A self-proclaimed ‘terrible swimmer’, aged eight, Mark was tasked to swim a length of his local pool in Rugby; if he did, his father agreed to help him build a boat. Having held his breath the entire length, the rest as they say is history.
Higher sights
“Sailing became my life. In the Mirror dinghy with my younger sister Ruth, we set our sights higher each year.” Both Ruth and Mark’s wife Liz competed in 470s as part of the British Sailing Team.
Lured by the reputation of London University, Mark studied ‘team racing’ and physics, and trained to be a teacher. Though he won the British Universities’ Team Racing Championships an unmatched four times, he was underwhelmed by the teaching experience. “I was too young, too naïve, and expected everyone to be as enthusiastic about science as me.”
Instead, Mark began repairing wooden boats in north London, moving into jobs with Racing Sailboats, Proctor Masts, Selden Masts, and Hyde Sails. “With no lottery funding, like many of my peers I found that working in the marine industry enabled me to compete and live.”
Mark moved to Emsworth in 1990 to join Proctor Masts. “I fell in love with Emsworth, aged 16, and when I met Liz ten years later, I found it was her spiritual home too.
“A part of my job was always helping customers improve their performance, but my first formal coaching opportunity was at the inaugural ISAF World Championships in 1995. Olympic sailing was becoming more professional, it was a chance to see opportunities appearing. There’s a subtle difference between teaching and coaching and it became clear where my passion was.”
Pro-sailing
In 2002, Mark returned to self-employment, combining coaching, writing and project management with pro-sailing.
“The strategic specialism was a natural progression from pro-sailing. In bigger boats I felt the need to put some substance behind those apparently automatic decisions. As in real life, if the whole team is on-board with the rationale, buy-in and execution will follow. The models I developed found their way into my writing and coaching, and a series of strategic and tactical articles for a new magazine gave me the basis for the book.”

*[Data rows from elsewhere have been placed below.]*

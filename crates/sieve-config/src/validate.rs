//! Configuration errors and semantic validation.

use crate::manifest::KeywordConfig;
use std::collections::HashSet;
use thiserror::Error;

/// Validation result type.
pub type ValidationResult<T> = Result<T, ConfigError>;

/// Configuration errors.
#[derive(Error, Debug)]
pub enum ConfigError {
    #[error("I/O error: {0}")]
    IoError(String),

    #[error("Parse error: {0}")]
    ParseError(String),

    #[error("Semantic validation failed: {0}")]
    SemanticError(String),

    #[error("Invalid value for {field}: {message}")]
    InvalidValue { field: String, message: String },

    #[error("Version mismatch: expected {expected}, got {actual}")]
    VersionMismatch { expected: String, actual: String },

    #[error("Failed to load keyword list {path}: {source}")]
    ListLoad {
        path: String,
        #[source]
        source: sieve_core::SieveError,
    },
}

impl ConfigError {
    /// Error code for structured error reporting.
    pub fn code(&self) -> u32 {
        match self {
            ConfigError::IoError(_) => 60,
            ConfigError::ParseError(_) => 61,
            ConfigError::SemanticError(_) => 63,
            ConfigError::InvalidValue { .. } => 65,
            ConfigError::VersionMismatch { .. } => 66,
            ConfigError::ListLoad { .. } => 67,
        }
    }
}

/// Validate a keyword configuration semantically.
pub fn validate_config(config: &KeywordConfig) -> ValidationResult<()> {
    if config.schema_version != crate::CONFIG_SCHEMA_VERSION {
        return Err(ConfigError::VersionMismatch {
            expected: crate::CONFIG_SCHEMA_VERSION.to_string(),
            actual: config.schema_version.clone(),
        });
    }

    let mut seen = HashSet::new();
    for (idx, list) in config.lists.iter().enumerate() {
        if list.path.as_os_str().is_empty() {
            return Err(ConfigError::InvalidValue {
                field: format!("lists[{}].path", idx),
                message: "path must not be empty".to_string(),
            });
        }
        if !seen.insert((&list.path, list.tag)) {
            return Err(ConfigError::SemanticError(format!(
                "keyword list {} is listed twice with tag {}",
                list.path.display(),
                list.tag
            )));
        }
    }

    for (idx, word) in config.words.iter().enumerate() {
        if word.pattern.trim().is_empty() {
            return Err(ConfigError::InvalidValue {
                field: format!("words[{}].pattern", idx),
                message: "pattern must not be empty".to_string(),
            });
        }
    }

    Ok(())
}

While Mark’s sailing expertise secured his place on the GB racing team, he’s quick to point out the coach doesn’t have all the answers. “My philosophy is that the coaches own solutions have more chance of success than those imposed on them. My role is to help define the problem or goal, encourage the right questions, and support the search for a solution.
Mentoring
“Being a RYA coach developer gave me a chance to complete a professional mentoring programme and explore and develop this philosophy further.”

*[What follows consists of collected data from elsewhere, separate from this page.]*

//! Logging setup for the sieve CLI.
//!
//! Supports configuration via:
//! - Environment variables (SIEVE_LOG, RUST_LOG, SIEVE_LOG_FORMAT)
//! - CLI flags (--log-level, --log-format)
//!
//! stdout is reserved for command payloads; all log output goes to stderr,
//! either human-readable or as JSON lines.

use clap::ValueEnum;
use serde::{Deserialize, Serialize};
use std::io::IsTerminal;
use tracing_subscriber::layer::SubscriberExt;
use tracing_subscriber::util::SubscriberInitExt;
use tracing_subscriber::{fmt, EnvFilter};

/// Log output format.
#[derive(Debug, Clone, Copy, PartialEq, Eq, Default, ValueEnum, Serialize, Deserialize)]
#[serde(rename_all = "lowercase")]
pub enum LogFormat {
    /// Human-readable console format (default).
    #[default]
    Human,
    /// Machine-parseable JSON lines.
    Jsonl,
}

impl std::str::FromStr for LogFormat {
    type Err = String;

    fn from_str(s: &str) -> Result<Self, Self::Err> {
        match s.to_lowercase().as_str() {
            "human" | "console" | "pretty" => Ok(LogFormat::Human),
            "jsonl" | "json" | "structured" => Ok(LogFormat::Jsonl),
            _ => Err(format!("unknown log format: {}", s)),
        }
    }
}

impl std::fmt::Display for LogFormat {
    fn fmt(&self, f: &mut std::fmt::Formatter<'_>) -> std::fmt::Result {
        match self {
            LogFormat::Human => write!(f, "human"),
            LogFormat::Jsonl => write!(f, "jsonl"),
        }
    }
}

/// Log level filter.
#[derive(Debug, Clone, Copy, PartialEq, Eq, Default, ValueEnum, Serialize, Deserialize)]
#[serde(rename_all = "lowercase")]
pub enum LogLevel {
    Trace,
    Debug,
    Info,
    /// Warnings only (default, keeps filters quiet in pipelines).
    #[default]
    Warn,
    Error,
    Off,
}

impl std::str::FromStr for LogLevel {
    type Err = String;

    fn from_str(s: &str) -> Result<Self, Self::Err> {
        match s.to_lowercase().as_str() {
            "trace" => Ok(LogLevel::Trace),
            "debug" => Ok(LogLevel::Debug),
            "info" => Ok(LogLevel::Info),
            "warn" | "warning" => Ok(LogLevel::Warn),
            "error" => Ok(LogLevel::Error),
            "off" | "none" | "quiet" => Ok(LogLevel::Off),
            _ => Err(format!("unknown log level: {}", s)),
        }
    }
}

impl std::fmt::Display for LogLevel {
    fn fmt(&self, f: &mut std::fmt::Formatter<'_>) -> std::fmt::Result {
        match self {
            LogLevel::Trace => write!(f, "trace"),
            LogLevel::Debug => write!(f, "debug"),
            LogLevel::Info => write!(f, "info"),
            LogLevel::Warn => write!(f, "warn"),
            LogLevel::Error => write!(f, "error"),
            LogLevel::Off => write!(f, "off"),
        }
    }
}

/// Logging configuration.
#[derive(Debug, Clone, Default)]
pub struct LogConfig {
    pub format: LogFormat,
    pub level: LogLevel,
    /// Level came from SIEVE_LOG or the CLI, so RUST_LOG is ignored.
    pub level_pinned: bool,
}

impl LogConfig {
    /// Create config from environment and CLI overrides.
    pub fn from_env(cli_level: Option<LogLevel>, cli_format: Option<LogFormat>) -> Self {
        let mut config = LogConfig::default();

        // SIEVE_LOG takes precedence over RUST_LOG
        if let Some(level) = std::env::var("SIEVE_LOG")
            .ok()
            .and_then(|val| val.parse::<LogLevel>().ok())
        {
            config.level = level;
            config.level_pinned = true;
        }

        if let Some(format) = std::env::var("SIEVE_LOG_FORMAT")
            .ok()
            .and_then(|val| val.parse::<LogFormat>().ok())
        {
            config.format = format;
        }

        // CLI overrides take final precedence
        if let Some(level) = cli_level {
            config.level = level;
            config.level_pinned = true;
        }
        if let Some(format) = cli_format {
            config.format = format;
        }

        config
    }

    /// Directive covering every sieve crate at the configured level.
    pub fn directive(&self) -> String {
        let level = self.level;
        format!("sieve={level},sieve_cli={level},sieve_core={level},sieve_config={level}")
    }
}

/// Initialize the logging subsystem.
///
/// RUST_LOG is honored only when neither SIEVE_LOG nor the CLI set a level.
pub fn init_logging(config: &LogConfig) {
    let filter = if config.level_pinned {
        EnvFilter::new(config.directive())
    } else {
        EnvFilter::try_from_default_env().unwrap_or_else(|_| EnvFilter::new(config.directive()))
    };

    match config.format {
        LogFormat::Human => {
            let use_ansi = std::io::stderr().is_terminal();
            let fmt_layer = fmt::layer()
                .with_writer(std::io::stderr)
                .with_target(false)
                .with_ansi(use_ansi);
            // A second init (tests) keeps the first subscriber.
            let _ = tracing_subscriber::registry()
                .with(filter)
                .with(fmt_layer)
                .try_init();
        }
        LogFormat::Jsonl => {
            let json_layer = fmt::layer()
                .json()
                .with_writer(std::io::stderr)
                .with_current_span(false);
            let _ = tracing_subscriber::registry()
                .with(filter)
                .with(json_layer)
                .try_init();
        }
    }
}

Mark’s love of sailing and coaching are clear; when discussing career highs, he says: “Every time you help someone achieve their goal, whether novice or professional, knowing you’ve helped someone improve or enjoy the process it’s a high.
“And having a goal, no matter what the project, is vital. If you don’t have clear goals, how will you know if you’ve met them?”
Club racing
He concludes: “The landscape has changed since I grew up dinghy racing. There are less boats club racing, however lottery funding enables the very best to make a go of full-time sailing, and there are more career opportunities for racers outside and post-Olympic racing. There’s more training and coaching, but I think it’s vital the emphasis is firmly on fun rather than performance, especially with youngsters. That’s the only way to get and keep people in the sport.”
Outside of work – although Mark suggests that as ‘work is fun’, there’s no great differentiation between this and his hobbies – he likes to cruise in his 60-year-old wooden classic boat with Liz.
“Seas and mountains are good for the soul, so long as they are with us we are equally happy on foot, skis, bikes, or boats.”